**Problem details**
Output only the lines of the entries that follow, starting at the one with "executes the calls" and running down to the one with "pub fn new(llm: Llm, registry: Arc<ToolRegistry>)", both included and unchanged.

━━━━━━━━━━━━━━━━

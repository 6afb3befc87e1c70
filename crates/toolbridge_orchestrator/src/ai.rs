//! LLM tool-calling orchestrator.

use schemars::JsonSchema;
use serde::de::DeserializeOwned;
use serde_json::{Value, json};
use std::sync::Arc;
use toolbridge_models::llm::{
    ExtractionError, GenerationError, GenerationRequest, GenerationResponse, GenerationStream,
    Llm, Message, ToolCall, ToolDefinition, ToolResultStatus,
};
use toolbridge_tools::{ToolExecutor, ToolRegistry, ToolResult};

/// Default bound on tool-calling iterations.
pub const DEFAULT_MAX_TOOL_ITERATIONS: usize = 5;

/// User input: a single message or a prepared conversation.
#[derive(Debug, Clone)]
pub enum RunInput {
    /// One user message.
    Text(String),
    /// A full message history.
    Messages(Vec<Message>),
}

impl From<&str> for RunInput {
    fn from(text: &str) -> Self {
        Self::Text(text.to_string())
    }
}

impl From<String> for RunInput {
    fn from(text: String) -> Self {
        Self::Text(text)
    }
}

impl From<Vec<Message>> for RunInput {
    fn from(messages: Vec<Message>) -> Self {
        Self::Messages(messages)
    }
}

/// One executed function call.
#[derive(Debug, Clone)]
pub struct ToolCallOutcome {
    /// Tool the model asked for.
    pub tool_name: String,
    /// Provider call id linking the result to the call.
    pub call_id: Option<String>,
    /// Executor result; failures are reported here, not as errors.
    pub result: ToolResult,
}

impl ToolCallOutcome {
    /// The outcome as a tool-result message for a follow-up turn.
    ///
    /// `None` when the provider supplied no call id to answer.
    #[must_use]
    pub fn to_message(&self) -> Option<Message> {
        let call_id = self.call_id.clone()?;
        let status = if self.result.success {
            ToolResultStatus::Success
        } else {
            ToolResultStatus::Error
        };
        Some(Message::tool_outcome(call_id, self.result.to_llm_output(), status))
    }
}

/// What [`AiOrchestrator::run`] produced.
#[derive(Debug, Clone)]
pub enum OrchestratorOutput {
    /// The model answered without calling tools.
    Response(GenerationResponse),
    /// The model called tools; each call was executed once.
    ToolCalls {
        /// The raw model response.
        response: GenerationResponse,
        /// The calls, in output order.
        tool_calls: Vec<ToolCall>,
        /// One outcome per call, in the same order.
        tool_results: Vec<ToolCallOutcome>,
    },
}

impl OrchestratorOutput {
    /// The raw model response.
    #[must_use]
    pub fn response(&self) -> &GenerationResponse {
        match self {
            Self::Response(response) | Self::ToolCalls { response, .. } => response,
        }
    }

    /// Executed tool outcomes; empty when no tools were called.
    #[must_use]
    pub fn tool_results(&self) -> &[ToolCallOutcome] {
        match self {
            Self::Response(_) => &[],
            Self::ToolCalls { tool_results, .. } => tool_results,
        }
    }

    /// JSON summary with `output_text`, `tool_calls` and `tool_results`.
    ///
    /// ```json
    /// {
    ///   "output_text": "",
    ///   "tool_calls": [{"name": "add", "call_id": "call_0", "arguments": {"a": 1, "b": 2}}],
    ///   "tool_results": [{"tool_name": "add", "success": true, "data": {"sum": 3}, "execution_time_ms": 0.4}]
    /// }
    /// ```
    #[must_use]
    pub fn to_json(&self) -> Value {
        let (calls, results): (Vec<Value>, Vec<Value>) = match self {
            Self::Response(_) => (Vec::new(), Vec::new()),
            Self::ToolCalls {
                tool_calls,
                tool_results,
                ..
            } => tool_calls
                .iter()
                .zip(tool_results)
                .map(|(call, outcome)| {
                    (
                        json!({
                            "name": call.function.name,
                            "call_id": call.call_id,
                            "arguments": decode_arguments(&call.function.arguments),
                        }),
                        json!(outcome.result),
                    )
                })
                .unzip(),
        };

        json!({
            "output_text": self.response().text(),
            "tool_calls": calls,
            "tool_results": results,
        })
    }
}

/// Sends input and the registry's tools to an LLM and executes the calls
/// it requests.
///
/// Tool results are returned to the caller and never sent back to the
/// model; a follow-up turn is the caller's decision.
#[derive(Debug, Clone)]
pub struct AiOrchestrator {
    llm: Llm,
    registry: Arc<ToolRegistry>,
    executor: ToolExecutor,
    max_tool_iterations: usize,
}

impl AiOrchestrator {
    /// Creates an orchestrator over `registry`.
    #[must_use]
    pub fn new(llm: Llm, registry: Arc<ToolRegistry>) -> Self {
        tracing::info!(model = llm.model_name(), "AI orchestrator initialized");
        Self {
            llm,
            executor: ToolExecutor::new(Arc::clone(&registry)),
            registry,
            max_tool_iterations: DEFAULT_MAX_TOOL_ITERATIONS,
        }
    }

    /// Sets the tool-calling iteration bound.
    #[must_use]
    pub fn with_max_tool_iterations(mut self, iterations: usize) -> Self {
        self.max_tool_iterations = iterations;
        self
    }

    /// Model name without provider prefix.
    #[must_use]
    pub fn model(&self) -> &str {
        self.llm.model_name()
    }

    /// The tool-calling iteration bound.
    #[must_use]
    pub fn max_tool_iterations(&self) -> usize {
        self.max_tool_iterations
    }

    /// Names of the tools offered to the model.
    #[must_use]
    pub fn available_tools(&self) -> Vec<String> {
        self.registry.list_tools()
    }

    /// Runs one model turn and executes any function calls it returns.
    ///
    /// `extra_tools` are offered alongside the registry's tools.
    ///
    /// # Errors
    ///
    /// Returns a [`GenerationError`] if the model call fails. Tool failures
    /// are reported inside [`ToolCallOutcome::result`].
    pub async fn run(
        &self,
        input: impl Into<RunInput>,
        instructions: Option<&str>,
        extra_tools: Vec<ToolDefinition>,
    ) -> Result<OrchestratorOutput, GenerationError> {
        let request = self.build_request(input.into(), instructions, extra_tools);
        tracing::info!(
            model = self.model(),
            tools = request.tools.as_ref().map_or(0, Vec::len),
            "calling model"
        );

        let response = self.llm.generate(request).await?;
        let tool_calls: Vec<ToolCall> = response.tool_calls().into_iter().cloned().collect();
        if tool_calls.is_empty() {
            return Ok(OrchestratorOutput::Response(response));
        }

        tracing::info!(count = tool_calls.len(), "model requested tool calls");
        let mut tool_results = Vec::with_capacity(tool_calls.len());
        for call in &tool_calls {
            let arguments = decode_arguments(&call.function.arguments);
            tracing::debug!(tool = %call.function.name, "executing requested tool");
            let result = self.executor.execute(&call.function.name, arguments).await;
            tool_results.push(ToolCallOutcome {
                tool_name: call.function.name.clone(),
                call_id: call.call_id.clone(),
                result,
            });
        }

        Ok(OrchestratorOutput::ToolCalls {
            response,
            tool_calls,
            tool_results,
        })
    }

    /// Streams one model turn.
    ///
    /// Function calls arrive as [`StreamEvent::ToolCall`] events and are
    /// not executed here.
    ///
    /// [`StreamEvent::ToolCall`]: toolbridge_models::llm::StreamEvent::ToolCall
    ///
    /// # Errors
    ///
    /// Returns a [`GenerationError`] if the stream cannot be opened.
    pub async fn stream(
        &self,
        input: impl Into<RunInput>,
        instructions: Option<&str>,
        extra_tools: Vec<ToolDefinition>,
    ) -> Result<GenerationStream, GenerationError> {
        let request = self.build_request(input.into(), instructions, extra_tools);
        tracing::info!(
            model = self.model(),
            tools = request.tools.as_ref().map_or(0, Vec::len),
            "starting streaming response"
        );
        self.llm.stream(request).await
    }

    /// Runs one model turn with structured output bound to `T`.
    ///
    /// # Errors
    ///
    /// Returns an [`ExtractionError`] if the call fails or the output does
    /// not deserialize into `T`.
    pub async fn run_structured<T: JsonSchema + DeserializeOwned>(
        &self,
        input: impl Into<RunInput>,
        instructions: Option<&str>,
    ) -> Result<T, ExtractionError> {
        let request = self.build_request(input.into(), instructions, Vec::new());
        self.llm.generate_structured(request).await
    }

    /// Runs one model turn constrained by a raw JSON schema.
    ///
    /// # Errors
    ///
    /// Returns an [`ExtractionError`] if the call fails or the output is
    /// not JSON.
    pub async fn run_structured_value(
        &self,
        input: impl Into<RunInput>,
        instructions: Option<&str>,
        schema: Value,
    ) -> Result<Value, ExtractionError> {
        let request = self.build_request(input.into(), instructions, Vec::new());
        self.llm.generate_structured_value(request, schema).await
    }

    /// Structured run bounded by [`max_tool_iterations`](Self::max_tool_iterations).
    ///
    /// The model is called at most once; tool calls it makes are not
    /// executed in this mode.
    ///
    /// # Errors
    ///
    /// Returns [`GenerationError::InvalidRequest`] (wrapped) when the bound
    /// is zero, otherwise the errors of [`run_structured`](Self::run_structured).
    pub async fn run_with_tool_loop<T: JsonSchema + DeserializeOwned>(
        &self,
        input: impl Into<RunInput>,
        instructions: Option<&str>,
    ) -> Result<T, ExtractionError> {
        if self.max_tool_iterations == 0 {
            tracing::warn!("max_tool_iterations is zero, not calling the model");
            return Err(GenerationError::InvalidRequest(
                "max_tool_iterations must be at least 1".to_string(),
            )
            .into());
        }
        tracing::debug!(iteration = 1, max = self.max_tool_iterations, "tool loop iteration");
        self.run_structured(input, instructions).await
    }

    /// Executes a registered tool directly, bypassing the model.
    pub async fn execute_tool_manually(&self, tool_name: &str, arguments: Value) -> ToolResult {
        self.executor.execute(tool_name, arguments).await
    }

    fn build_request(
        &self,
        input: RunInput,
        instructions: Option<&str>,
        extra_tools: Vec<ToolDefinition>,
    ) -> GenerationRequest {
        let mut tools = self.registry.to_llm_tool_format();
        tools.extend(extra_tools);

        let mut request = match input {
            RunInput::Text(text) => GenerationRequest::new(text),
            RunInput::Messages(messages) => GenerationRequest::default().history(messages),
        }
        .tools(tools);

        if let Some(instructions) = instructions {
            request = request.system(instructions);
        }
        request
    }
}

/// Providers may deliver arguments as a JSON string; decode it if so.
fn decode_arguments(arguments: &Value) -> Value {
    match arguments {
        Value::String(raw) => serde_json::from_str(raw).unwrap_or_else(|_| arguments.clone()),
        other => other.clone(),
    }
}
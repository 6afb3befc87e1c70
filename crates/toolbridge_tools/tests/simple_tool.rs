//! `SimpleToolExecutor` against a mock backend.

use serde_json::{Map, Value, json};
use toolbridge_http::HttpMethod;
use toolbridge_tools::{SimpleToolExecutor, SimpleToolSpec};
use wiremock::matchers::{body_json, header, method, path, query_param};
use wiremock::{Mock, MockServer, ResponseTemplate};

fn params(value: Value) -> Map<String, Value> {
    match value {
        Value::Object(map) => map,
        _ => Map::new(),
    }
}

#[tokio::test]
async fn get_sends_query_and_key_header() {
    let server = MockServer::start().await;
    Mock::given(method("GET"))
        .and(path("/weather"))
        .and(query_param("city", "Oslo"))
        .and(query_param("metric", "true"))
        .and(header("authorization", "Bearer k"))
        .respond_with(ResponseTemplate::new(200).set_body_json(json!({"temp": 4})))
        .expect(1)
        .mount(&server)
        .await;

    let spec = SimpleToolSpec::new("weather", format!("{}/weather", server.uri()))
        .with_api_key("Authorization", "Bearer k");
    let response = SimpleToolExecutor::default()
        .execute(&spec, &params(json!({"city": "Oslo", "metric": true})))
        .await
        .expect("call should succeed");

    assert_eq!(response.body, Some(json!({"temp": 4})));
}

#[tokio::test]
async fn patch_sends_json_body() {
    let server = MockServer::start().await;
    Mock::given(method("PATCH"))
        .and(path("/items/1"))
        .and(body_json(json!({"name": "renamed"})))
        .respond_with(ResponseTemplate::new(204))
        .expect(1)
        .mount(&server)
        .await;

    let spec = SimpleToolSpec::new("rename", format!("{}/items/1", server.uri()))
        .with_method(HttpMethod::Patch);
    let response = SimpleToolExecutor::default()
        .execute(&spec, &params(json!({"name": "renamed"})))
        .await
        .expect("call should succeed");

    assert_eq!(response.status_code, 204);
    assert!(response.body.is_none());
}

━━━━━━━━━━━━━━━━

**Task output**
/// Sends input and the registry's tools to an LLM and executes the calls
/// it requests.
///
/// Tool results are returned to the caller and never sent back to the
/// model; a follow-up turn is the caller's decision.
#[derive(Debug, Clone)]
pub struct AiOrchestrator {
    llm: Llm,
    registry: Arc<ToolRegistry>,
    executor: ToolExecutor,
    max_tool_iterations: usize,
}

impl AiOrchestrator {
    /// Creates an orchestrator over `registry`.
    #[must_use]
    pub fn new(llm: Llm, registry: Arc<ToolRegistry>) -> Self {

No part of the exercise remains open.